Kurs Blirtu urósł w tym roku o ponad 500 proc. w dużej mierze dzięki koronawirusowi – produkujecie enzymy potrzebne w testach diagnozujących wirusa. Firma ciągle jest na fali wznoszącej?
Tak, ale widzimy Covid-19 raczej jako katalizator zmian, nie tylko falę. Branża biotechnologiczna jest jednym z kluczowych sektorów w obecnej walce z pandemią. Blirt od lat specjalizuje się w produkcji enzymów i odczynników, które są niezbędne do wszystkich testów diagnostycznych, nie tylko do detekcji koronawirusa. Przewidywaliśmy megatrendy zmian na rynku, które obecny wirus przyspieszył. Pandemia więc zwiększyła popyt na nasze produkty, które od lat dostarczamy klientom na całym świecie. Nasze enzymy to podstawowy składnik testów diagnostycznych oraz ekstrakcji RNA wykonywanych zarówno przez mniejszych graczy, jak i tych największych. Jesteśmy więc doświadczonym graczem, z ugruntowaną pozycją w branży life science głównie na rynkach zagranicznych, ale również w Polsce.

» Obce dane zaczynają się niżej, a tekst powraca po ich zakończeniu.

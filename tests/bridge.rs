//! Bridged call behavior through the resource clients.

mod common;

use common::{memory_client, wait_until};
use lattice_client::ClientError;
use std::sync::atomic::{AtomicBool, AtomicUsize, Ordering};
use std::sync::Arc;
use std::time::{Duration, Instant};
use tonic::Status;

#[tokio::test]
async fn cancel_in_flight_put_aborts_upstream() {
    let (client, store) = memory_client("bridge-cancel");
    store.set_latency(Duration::from_millis(300));

    let call = client.kv().put("k", "v");
    assert!(call.cancel());
    assert!(matches!(call.await, Err(ClientError::Cancelled)));

    // the aborted task never reaches the store
    tokio::time::sleep(Duration::from_millis(400)).await;
    assert!(store.is_empty());
    assert_eq!(store.revision(), 1);
    client.close();
}

#[tokio::test]
async fn cancel_after_completion_reports_cancelled() {
    let (client, store) = memory_client("bridge-late-cancel");

    let call = client.kv().put("k", "v");
    assert!(wait_until(|| !store.is_empty()).await);
    tokio::time::sleep(Duration::from_millis(20)).await;

    let handle = call.cancel_handle();
    assert!(!handle.cancel());
    assert!(matches!(call.await, Err(ClientError::Cancelled)));
    // the write itself is not undone
    assert_eq!(client.kv().get("k").await.unwrap().kvs.len(), 1);
    client.close();
}

#[tokio::test]
async fn injected_status_reaches_caller_unmodified() {
    let (client, store) = memory_client("bridge-status");
    store.fail_next(Status::permission_denied("etcdserver: permission denied"));

    let err = client.kv().get("k").await.unwrap_err();
    assert_eq!(err.status_code(), Some(tonic::Code::PermissionDenied));
    assert!(!err.is_retriable());

    // the failure is consumed by one call only
    assert!(client.kv().get("k").await.is_ok());
    client.close();
}

#[tokio::test]
async fn continuations_run_on_named_context_thread() {
    let (client, _store) = memory_client("bridge-thread");
    let (tx, rx) = tokio::sync::oneshot::channel();

    client.kv().put("k", "v").on_complete(move |outcome| {
        let name = std::thread::current().name().map(str::to_string);
        let _ = tx.send((outcome.is_ok(), name));
    });

    let (ok, name) = rx.await.unwrap();
    assert!(ok);
    assert_eq!(name.as_deref(), Some("bridge-thread-kv"));
    assert_eq!(client.maintenance().context().name(), "bridge-thread-maintenance");
    client.close();
}

#[tokio::test(flavor = "multi_thread", worker_threads = 4)]
async fn continuations_never_overlap() {
    let (client, _store) = memory_client("bridge-serial");
    let busy = Arc::new(AtomicBool::new(false));
    let overlaps = Arc::new(AtomicUsize::new(0));
    let done = Arc::new(AtomicUsize::new(0));

    for i in 0..32 {
        let busy = busy.clone();
        let overlaps = overlaps.clone();
        let done = done.clone();
        client
            .kv()
            .put(format!("k{i}"), "v")
            .on_complete(move |_| {
                if busy.swap(true, Ordering::SeqCst) {
                    overlaps.fetch_add(1, Ordering::SeqCst);
                }
                std::thread::sleep(Duration::from_millis(2));
                busy.store(false, Ordering::SeqCst);
                done.fetch_add(1, Ordering::SeqCst);
            });
    }

    assert!(wait_until(|| done.load(Ordering::SeqCst) == 32).await);
    assert_eq!(overlaps.load(Ordering::SeqCst), 0);
    client.close();
}

#[tokio::test]
async fn calls_after_close_report_shutdown() {
    let (client, _store) = memory_client("bridge-closed");
    client.close();
    assert!(!client.kv().context().is_running());

    let err = client.kv().get("k").await.unwrap_err();
    assert!(matches!(err, ClientError::ContextShutdown));
}

#[tokio::test]
async fn close_inside_runtime_does_not_wait_for_busy_context() {
    let (client, _store) = memory_client("bridge-close-busy");
    let (release_tx, release_rx) = std::sync::mpsc::channel::<()>();
    let entered = Arc::new(AtomicBool::new(false));
    let finished = Arc::new(AtomicBool::new(false));

    let (entered_flag, finished_flag) = (entered.clone(), finished.clone());
    client.kv().put("k", "v").on_complete(move |result| {
        entered_flag.store(true, Ordering::SeqCst);
        let _ = release_rx.recv_timeout(Duration::from_secs(5));
        finished_flag.store(result.is_ok(), Ordering::SeqCst);
    });
    assert!(wait_until(|| entered.load(Ordering::SeqCst)).await);

    // the continuation holds the context thread until released
    let started = Instant::now();
    client.close();
    assert!(started.elapsed() < Duration::from_secs(1));
    assert!(!client.kv().context().is_running());

    release_tx.send(()).unwrap();
    assert!(wait_until(|| finished.load(Ordering::SeqCst)).await);
}

#[tokio::test]
async fn dropped_call_still_applies() {
    let (client, store) = memory_client("bridge-detach");
    drop(client.kv().put("k", "v"));

    assert!(wait_until(|| !store.is_empty()).await);
    client.close();
}
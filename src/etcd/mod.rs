//! etcd v3 data model and wire types.
//!
//! # Modules
//!
//! - [`proto`] - hand-written protobuf messages for the KV and Maintenance services
//! - [`kv`] - headers, key-values, options and single-operation results
//! - [`txn`] - compare predicates, operations, transactions and [`TxnCodec`]
//! - [`maintenance`] - member status, alarms and snapshot chunks

pub mod kv;
pub mod maintenance;
pub mod proto;
pub mod txn;

pub use kv::{
    prefix_range_end, CompactOptions, DeleteOptions, DeleteResult, GetOptions, Header, KeyValue,
    PutOptions, PutResult, RangeResult, SortOrder, SortTarget,
};
pub use maintenance::{AlarmAction, AlarmList, AlarmMember, AlarmType, MemberStatus, SnapshotResult};
pub use txn::{Cmp, CmpOp, CmpTarget, Op, OperationResult, Txn, TxnBuilder, TxnCodec, TxnResult};
//! Ambient infrastructure shared by every client.
//!
//! - [`config`] - Configuration parsing and validation
//! - [`error`] - Error taxonomy
//! - [`telemetry`] - Tracing setup

pub mod config;
pub mod error;
pub mod telemetry;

Zagranica to docelowy kierunek spółki?
Tak, zdecydowanie naszą przewagą jest silny eksport, który z każdym rokiem ma coraz większy udział w przychodach ze sprzedaży. W II kw. sprzedaż zagraniczna odpowiadała za 68 proc. łącznej sprzedaży. Dostarczamy nasze produkty do wielu krajów na różnych kontynentach. Mamy klientów na takich rynkach, jak USA, Rosja, Japonia, Skandynawia czy Indie. W dużej mierze to producenci diagnostyki, w drugim rzędzie to dalsza dystrybucja. Są to głównie najwięksi gracze na rynku, ale również startupy.
Życie naszego produktu jest przyspieszone w przeciwieństwie do farmacji, gdzie praca nad produktem trwa latami, głównie z powodu badań klinicznych. Z kolei w diagnostyce nowe produkty powstają często w celach badawczych i pojawienie się produktu na rynku to czasami kwestia kilku miesięcy.